[What you will do]: Set down all the records below, word for word.

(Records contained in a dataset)
◆ ◆ ◆ ◆ ◆ ◆ ◆

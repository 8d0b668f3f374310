use std::io::{self, BufWriter, Write};
use std::process::ExitCode;

use clap::{ArgAction, Parser};
use thiserror::Error;
use tracing_subscriber::EnvFilter;
use u_logigrid::enumerate::{CombinationCounter, EnumConfig, EnumResult, EnumRunner};
use u_logigrid::render::TablePrinter;
use u_logigrid::symbols::SymbolTable;
use u_logigrid::{read_puzzle, EnumError, InputError, LoadConfig};

/// Above this many combinations an unbounded run gets a warning.
const LARGE_RUN: u128 = 1_000_000_000;

#[derive(Debug, Error)]
enum CliError {
    #[error(transparent)]
    Input(#[from] InputError),
    #[error(transparent)]
    Enum(#[from] EnumError),
    #[error("write error: {0}")]
    Io(#[from] io::Error),
    #[cfg(not(feature = "parallel"))]
    #[error("invalid configuration: {0}")]
    InvalidConfig(String),
}

impl CliError {
    fn is_broken_pipe(&self) -> bool {
        let io_err = match self {
            CliError::Io(err) | CliError::Enum(EnumError::Output(err)) => err,
            _ => return false,
        };
        io_err.kind() == io::ErrorKind::BrokenPipe
    }
}

/// Reads a symbol table and directives from stdin and prints every
/// combination of per-dimension permutations to stdout.
#[derive(Parser, Debug)]
#[command(name = "logigrid", version, about = "Logic-grid combination enumerator")]
struct Cli {
    /// Print only the number of combinations.
    #[arg(long, default_value_t = false)]
    count: bool,
    /// Stop after this many combinations.
    #[arg(long, value_name = "N")]
    max_combinations: Option<u64>,
    /// Stop after this many milliseconds.
    #[arg(long, value_name = "MS")]
    time_limit_ms: Option<u64>,
    /// Largest accepted search depth (width times dimensions).
    #[arg(long, value_name = "DEPTH", default_value_t = 4096)]
    max_depth: usize,
    /// Reject symbols that appear more than once in the table.
    #[arg(long, default_value_t = false)]
    strict: bool,
    /// Enumerate top-level branches in parallel (buffers all output).
    #[arg(long, default_value_t = false)]
    parallel: bool,
    /// Increase log verbosity (-v info, -vv debug, -vvv trace).
    #[arg(short, long, action = ArgAction::Count)]
    verbose: u8,
}

fn main() -> ExitCode {
    let cli = Cli::parse();
    init_logging(cli.verbose);

    match run(cli) {
        Ok(()) => ExitCode::SUCCESS,
        Err(err) if err.is_broken_pipe() => ExitCode::SUCCESS,
        Err(err) => {
            eprintln!("{err}");
            ExitCode::FAILURE
        }
    }
}

fn init_logging(verbose: u8) {
    let default = match verbose {
        0 => "warn",
        1 => "info",
        2 => "debug",
        _ => "trace",
    };
    let filter = EnvFilter::try_from_default_env().unwrap_or_else(|_| EnvFilter::new(default));
    let _ = tracing_subscriber::fmt()
        .with_env_filter(filter)
        .with_writer(io::stderr)
        .with_target(false)
        .try_init();
}

fn run(cli: Cli) -> Result<(), CliError> {
    let load = LoadConfig::default().with_reject_duplicates(cli.strict);
    let mut config = EnumConfig::default().with_max_depth(cli.max_depth);
    if let Some(n) = cli.max_combinations {
        config = config.with_max_combinations(n);
    }
    if let Some(ms) = cli.time_limit_ms {
        config = config.with_time_limit_ms(ms);
    }

    let puzzle = read_puzzle(io::stdin().lock(), &load)?;
    if !puzzle.rules.is_empty() {
        tracing::info!(
            rules = puzzle.rules.len(),
            "directives parsed; they do not restrict the enumeration"
        );
    }
    warn_if_large(&puzzle.symbols, &config);

    let mut out = BufWriter::new(io::stdout().lock());
    let result = if cli.count {
        let result = count(&puzzle.symbols, &config, cli.parallel)?;
        writeln!(out, "{}", result.combinations)?;
        result
    } else {
        print(&puzzle.symbols, &config, cli.parallel, &mut out)?
    };
    out.flush()?;

    tracing::debug!(
        combinations = result.combinations,
        elapsed_ms = result.elapsed_ms,
        "run finished"
    );
    Ok(())
}

fn warn_if_large(table: &SymbolTable, config: &EnumConfig) {
    if config.max_combinations.is_some() || config.time_limit_ms.is_some() {
        return;
    }
    match table.combination_count() {
        Some(n) if n <= LARGE_RUN => {}
        Some(n) => tracing::warn!(combinations = %n, "unbounded run over a very large search space"),
        None => tracing::warn!("unbounded run; combination count exceeds u128"),
    }
}

fn count(
    table: &SymbolTable,
    config: &EnumConfig,
    parallel: bool,
) -> Result<EnumResult, CliError> {
    if parallel {
        return count_parallel(table, config);
    }
    let mut counter = CombinationCounter::default();
    Ok(EnumRunner::run(
        table.width(),
        table.dimensions(),
        config,
        &mut counter,
    )?)
}

fn print<W: Write>(
    table: &SymbolTable,
    config: &EnumConfig,
    parallel: bool,
    out: &mut W,
) -> Result<EnumResult, CliError> {
    if parallel {
        return print_parallel(table, config, out);
    }
    let mut printer = TablePrinter::new(table, &mut *out);
    let result = EnumRunner::run(table.width(), table.dimensions(), config, &mut printer)?;
    printer.finish()?;
    Ok(result)
}

#[cfg(feature = "parallel")]
fn count_parallel(table: &SymbolTable, config: &EnumConfig) -> Result<EnumResult, CliError> {
    let (_, result) = EnumRunner::run_parallel(
        table.width(),
        table.dimensions(),
        config,
        None,
        |_| CombinationCounter::default(),
    )?;
    Ok(result)
}

#[cfg(feature = "parallel")]
fn print_parallel<W: Write>(
    table: &SymbolTable,
    config: &EnumConfig,
    out: &mut W,
) -> Result<EnumResult, CliError> {
    let (printers, result) = EnumRunner::run_parallel(
        table.width(),
        table.dimensions(),
        config,
        None,
        |_| TablePrinter::new(table, Vec::new()),
    )?;
    for printer in printers {
        out.write_all(&printer.finish()?)?;
    }
    Ok(result)
}

#[cfg(not(feature = "parallel"))]
fn count_parallel(_table: &SymbolTable, _config: &EnumConfig) -> Result<EnumResult, CliError> {
    Err(parallel_unavailable())
}

#[cfg(not(feature = "parallel"))]
fn print_parallel<W: Write>(
    _table: &SymbolTable,
    _config: &EnumConfig,
    _out: &mut W,
) -> Result<EnumResult, CliError> {
    Err(parallel_unavailable())
}

#[cfg(not(feature = "parallel"))]
fn parallel_unavailable() -> CliError {
    CliError::InvalidConfig("--parallel requires a build with the `parallel` feature".to_string())
}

◆ ◆ ◆ ◆ ◆ ◆ ◆

[Final answer]:
repository 8d0b668f3f374310
use std::io::{self, BufWriter, Write};
use std::process::ExitCode;

use clap::{ArgAction, Parser};
use thiserror::Error;
use tracing_subscriber::EnvFilter;
use u_logigrid::enumerate::{CombinationCounter, EnumConfig, EnumResult, EnumRunner};
use u_logigrid::render::TablePrinter;
use u_logigrid::symbols::SymbolTable;
use u_logigrid::{read_puzzle, EnumError, InputError, LoadConfig};

/// Above this many combinations an unbounded run gets a warning.
const LARGE_RUN: u128 = 1_000_000_000;

#[derive(Debug, Error)]
enum CliError {
    #[error(transparent)]
    Input(#[from] InputError),
    #[error(transparent)]
    Enum(#[from] EnumError),
    #[error("write error: {0}")]
    Io(#[from] io::Error),
    #[cfg(not(feature = "parallel"))]
    #[error("invalid configuration: {0}")]
    InvalidConfig(String),
}

impl CliError {
    fn is_broken_pipe(&self) -> bool {
        let io_err = match self {
            CliError::Io(err) | CliError::Enum(EnumError::Output(err)) => err,
            _ => return false,
        };
        io_err.kind() == io::ErrorKind::BrokenPipe
    }
}

/// Reads a symbol table and directives from stdin and prints every
/// combination of per-dimension permutations to stdout.
#[derive(Parser, Debug)]
#[command(name = "logigrid", version, about = "Logic-grid combination enumerator")]
struct Cli {
    /// Print only the number of combinations.
    #[arg(long, default_value_t = false)]
    count: bool,
    /// Stop after this many combinations.
    #[arg(long, value_name = "N")]
    max_combinations: Option<u64>,
    /// Stop after this many milliseconds.
    #[arg(long, value_name = "MS")]
    time_limit_ms: Option<u64>,
    /// Largest accepted search depth (width times dimensions).
    #[arg(long, value_name = "DEPTH", default_value_t = 4096)]
    max_depth: usize,
    /// Reject symbols that appear more than once in the table.
    #[arg(long, default_value_t = false)]
    strict: bool,
    /// Enumerate top-level branches in parallel (buffers all output).
    #[arg(long, default_value_t = false)]
    parallel: bool,
    /// Increase log verbosity (-v info, -vv debug, -vvv trace).
    #[arg(short, long, action = ArgAction::Count)]
    verbose: u8,
}

fn main() -> ExitCode {
    let cli = Cli::parse();
    init_logging(cli.verbose);

    match run(cli) {
        Ok(()) => ExitCode::SUCCESS,
        Err(err) if err.is_broken_pipe() => ExitCode::SUCCESS,
        Err(err) => {
            eprintln!("{err}");
            ExitCode::FAILURE
        }
    }
}

fn init_logging(verbose: u8) {
    let default = match verbose {
        0 => "warn",
        1 => "info",
        2 => "debug",
        _ => "trace",
    };
    let filter = EnvFilter::try_from_default_env().unwrap_or_else(|_| EnvFilter::new(default));
    let _ = tracing_subscriber::fmt()
        .with_env_filter(filter)
        .with_writer(io::stderr)
        .with_target(false)
        .try_init();
}

fn run(cli: Cli) -> Result<(), CliError> {
    let load = LoadConfig::default().with_reject_duplicates(cli.strict);
    let mut config = EnumConfig::default().with_max_depth(cli.max_depth);
    if let Some(n) = cli.max_combinations {
        config = config.with_max_combinations(n);
    }
    if let Some(ms) = cli.time_limit_ms {
        config = config.with_time_limit_ms(ms);
    }

    let puzzle = read_puzzle(io::stdin().lock(), &load)?;
    if !puzzle.rules.is_empty() {
        tracing::info!(
            rules = puzzle.rules.len(),
            "directives parsed; they do not restrict the enumeration"
        );
    }
    warn_if_large(&puzzle.symbols, &config);

    let mut out = BufWriter::new(io::stdout().lock());
    let result = if cli.count {
        let result = count(&puzzle.symbols, &config, cli.parallel)?;
        writeln!(out, "{}", result.combinations)?;
        result
    } else {
        print(&puzzle.symbols, &config, cli.parallel, &mut out)?
    };
    out.flush()?;

    tracing::debug!(
        combinations = result.combinations,
        elapsed_ms = result.elapsed_ms,
        "run finished"
    );
    Ok(())
}

fn warn_if_large(table: &SymbolTable, config: &EnumConfig) {
    if config.max_combinations.is_some() || config.time_limit_ms.is_some() {
        return;
    }
    match table.combination_count() {
        Some(n) if n <= LARGE_RUN => {}
        Some(n) => tracing::warn!(combinations = %n, "unbounded run over a very large search space"),
        None => tracing::warn!("unbounded run; combination count exceeds u128"),
    }
}

fn count(
    table: &SymbolTable,
    config: &EnumConfig,
    parallel: bool,
) -> Result<EnumResult, CliError> {
    if parallel {
        return count_parallel(table, config);
    }
    let mut counter = CombinationCounter::default();
    Ok(EnumRunner::run(
        table.width(),
        table.dimensions(),
        config,
        &mut counter,
    )?)
}

fn print<W: Write>(
    table: &SymbolTable,
    config: &EnumConfig,
    parallel: bool,
    out: &mut W,
) -> Result<EnumResult, CliError> {
    if parallel {
        return print_parallel(table, config, out);
    }
    let mut printer = TablePrinter::new(table, &mut *out);
    let result = EnumRunner::run(table.width(), table.dimensions(), config, &mut printer)?;
    printer.finish()?;
    Ok(result)
}

#[cfg(feature = "parallel")]
fn count_parallel(table: &SymbolTable, config: &EnumConfig) -> Result<EnumResult, CliError> {
    let (_, result) = EnumRunner::run_parallel(
        table.width(),
        table.dimensions(),
        config,
        None,
        |_| CombinationCounter::default(),
    )?;
    Ok(result)
}

#[cfg(feature = "parallel")]
fn print_parallel<W: Write>(
    table: &SymbolTable,
    config: &EnumConfig,
    out: &mut W,
) -> Result<EnumResult, CliError> {
    let (printers, result) = EnumRunner::run_parallel(
        table.width(),
        table.dimensions(),
        config,
        None,
        |_| TablePrinter::new(table, Vec::new()),
    )?;
    for printer in printers {
        out.write_all(&printer.finish()?)?;
    }
    Ok(result)
}

#[cfg(not(feature = "parallel"))]
fn count_parallel(_table: &SymbolTable, _config: &EnumConfig) -> Result<EnumResult, CliError> {
    Err(parallel_unavailable())
}

#[cfg(not(feature = "parallel"))]
fn print_parallel<W: Write>(
    _table: &SymbolTable,
    _config: &EnumConfig,
    _out: &mut W,
) -> Result<EnumResult, CliError> {
    Err(parallel_unavailable())
}

#[cfg(not(feature = "parallel"))]
fn parallel_unavailable() -> CliError {
    CliError::InvalidConfig("--parallel requires a build with the `parallel` feature".to_string())
}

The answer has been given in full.